-- Task objective --
Your answer should be one number: how many lines of the records hold the string "facilities".

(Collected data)
BEGIN

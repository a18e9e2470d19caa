use axum::{
    extract::{multipart::Field, Multipart, Path, State},
    http::StatusCode,
    Extension, Json,
};
use tracing::{error, info};
use uuid::Uuid;

use service::errors::ServiceError;
use service::listing::domain::ListingForm;
use service::media::{ImagePayload, UploadLimits};

use crate::auth::{Principal, ServerState};
use crate::errors::JsonApiError;

/// Multipart field names the listing form accepts. `facilities` and
/// `imageUrls` repeat once per entry; `imageFiles` carries the binary
/// parts.
async fn read_listing_form(
    mut multipart: Multipart,
    limits: &UploadLimits,
) -> Result<(ListingForm, Vec<ImagePayload>), JsonApiError> {
    let mut form = ListingForm::default();
    let mut files = Vec::new();

    while let Some(field) = multipart
        .next_field()
        .await
        .map_err(|e| JsonApiError::new(StatusCode::BAD_REQUEST, &format!("malformed multipart body: {e}")))?
    {
        let name = field.name().map(|s| s.to_string());
        match name.as_deref() {
            Some("name") => form.name = Some(text(field).await?),
            Some("city") => form.city = Some(text(field).await?),
            Some("country") => form.country = Some(text(field).await?),
            Some("description") => form.description = Some(text(field).await?),
            Some("type") => form.kind = Some(text(field).await?),
            Some("pricePerNight") => form.price_per_night = Some(text(field).await?),
            Some("facilities") => form.facilities.push(text(field).await?),
            Some("imageUrls") => form.image_urls.push(text(field).await?),
            Some("imageFiles") => {
                let content_type = field
                    .content_type()
                    .map(|s| s.to_string())
                    .unwrap_or_else(|| "application/octet-stream".to_string());
                let bytes = field.bytes().await.map_err(|e| {
                    JsonApiError::new(StatusCode::BAD_REQUEST, &format!("failed to read image part: {e}"))
                })?;
                // Per-part cap enforced at the transport edge, before the
                // upload pipeline ever sees the payload
                if bytes.len() > limits.max_file_bytes {
                    return Err(JsonApiError::new(
                        StatusCode::BAD_REQUEST,
                        "image exceeds the per-file size limit",
                    ));
                }
                files.push(ImagePayload { content_type, bytes: bytes.to_vec() });
            }
            _ => {}
        }
    }
    Ok((form, files))
}

async fn text(field: Field<'_>) -> Result<String, JsonApiError> {
    field
        .text()
        .await
        .map_err(|e| JsonApiError::new(StatusCode::BAD_REQUEST, &format!("failed to read form field: {e}")))
}

#[utoipa::path(
    post, path = "/listings", tag = "listings",
    responses(
        (status = 201, description = "Created", body = crate::openapi::ListingDoc),
        (status = 400, description = "Validation Error"),
        (status = 401, description = "Unauthorized"),
        (status = 500, description = "Create Failed")
    )
)]
pub async fn create(
    State(state): State<ServerState>,
    Extension(principal): Extension<Principal>,
    multipart: Multipart,
) -> Result<(StatusCode, Json<models::listing::Model>), JsonApiError> {
    let (form, files) = read_listing_form(multipart, &state.uploads).await?;
    match state.listings.create(principal.user_id, form, files).await {
        Ok(m) => {
            info!(id = %m.id, owner_id = %principal.user_id, "listing created");
            Ok((StatusCode::CREATED, Json(m)))
        }
        Err(ServiceError::Validation(msgs)) => Err(JsonApiError::validation(msgs)),
        Err(e) => {
            error!(err = %e, "create listing failed");
            Err(JsonApiError::new(StatusCode::INTERNAL_SERVER_ERROR, "Something went wrong"))
        }
    }
}

#[utoipa::path(
    get, path = "/listings", tag = "listings",
    responses(
        (status = 200, description = "Caller's listings", body = [crate::openapi::ListingDoc]),
        (status = 401, description = "Unauthorized"),
        (status = 500, description = "Fetch Failed")
    )
)]
pub async fn list_mine(
    State(state): State<ServerState>,
    Extension(principal): Extension<Principal>,
) -> Result<Json<Vec<models::listing::Model>>, JsonApiError> {
    match state.listings.list(principal.user_id).await {
        Ok(list) => Ok(Json(list)),
        Err(e) => {
            error!(err = %e, "list listings failed");
            Err(JsonApiError::new(StatusCode::INTERNAL_SERVER_ERROR, "Error fetching hotels"))
        }
    }
}

#[utoipa::path(
    get, path = "/listings/{id}", tag = "listings",
    params(("id" = Uuid, Path, description = "Listing ID")),
    responses(
        (status = 200, description = "Record, or null when absent or not owned"),
        (status = 401, description = "Unauthorized"),
        (status = 500, description = "Fetch Failed")
    )
)]
pub async fn get_one(
    State(state): State<ServerState>,
    Extension(principal): Extension<Principal>,
    Path(id): Path<Uuid>,
) -> Result<Json<Option<models::listing::Model>>, JsonApiError> {
    match state.listings.get(id, principal.user_id).await {
        // A foreign or unknown id reads as null, status 200
        Ok(found) => Ok(Json(found)),
        Err(e) => {
            error!(err = %e, id = %id, "get listing failed");
            Err(JsonApiError::new(StatusCode::INTERNAL_SERVER_ERROR, "Error fetching hotel"))
        }
    }
}

#[utoipa::path(
    put, path = "/listings/{id}", tag = "listings",
    params(("id" = Uuid, Path, description = "Listing ID")),
    responses(
        (status = 201, description = "Updated", body = crate::openapi::ListingDoc),
        (status = 400, description = "Validation Error"),
        (status = 401, description = "Unauthorized"),
        (status = 404, description = "Not Found"),
        (status = 500, description = "Update Failed")
    )
)]
pub async fn update(
    State(state): State<ServerState>,
    Extension(principal): Extension<Principal>,
    Path(id): Path<Uuid>,
    multipart: Multipart,
) -> Result<(StatusCode, Json<models::listing::Model>), JsonApiError> {
    let (form, files) = read_listing_form(multipart, &state.uploads).await?;
    match state.listings.update(id, principal.user_id, form, files).await {
        Ok(Some(m)) => {
            info!(id = %m.id, "listing updated");
            Ok((StatusCode::CREATED, Json(m)))
        }
        Ok(None) => Err(JsonApiError::new(StatusCode::NOT_FOUND, "Hotel not found")),
        Err(ServiceError::Validation(msgs)) => Err(JsonApiError::validation(msgs)),
        Err(e) => {
            error!(err = %e, id = %id, "update listing failed");
            Err(JsonApiError::new(StatusCode::INTERNAL_SERVER_ERROR, "Something went wrong"))
        }
    }
}

#[utoipa::path(
    delete, path = "/listings", tag = "listings",
    responses(
        (status = 200, description = "Delete Successful"),
        (status = 400, description = "Delete Failed"),
        (status = 401, description = "Unauthorized")
    )
)]
pub async fn delete_mine(
    State(state): State<ServerState>,
    Extension(principal): Extension<Principal>,
) -> Result<Json<serde_json::Value>, JsonApiError> {
    match state.listings.delete_all(principal.user_id).await {
        Ok(removed) => {
            info!(owner_id = %principal.user_id, removed, "listings deleted");
            Ok(Json(serde_json::json!({ "message": "Delete Successful" })))
        }
        Err(e) => {
            error!(err = %e, owner_id = %principal.user_id, "delete listings failed");
            Err(JsonApiError::new(StatusCode::BAD_REQUEST, "Delete Failed"))
        }
    }
}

END

-- Your solution --
2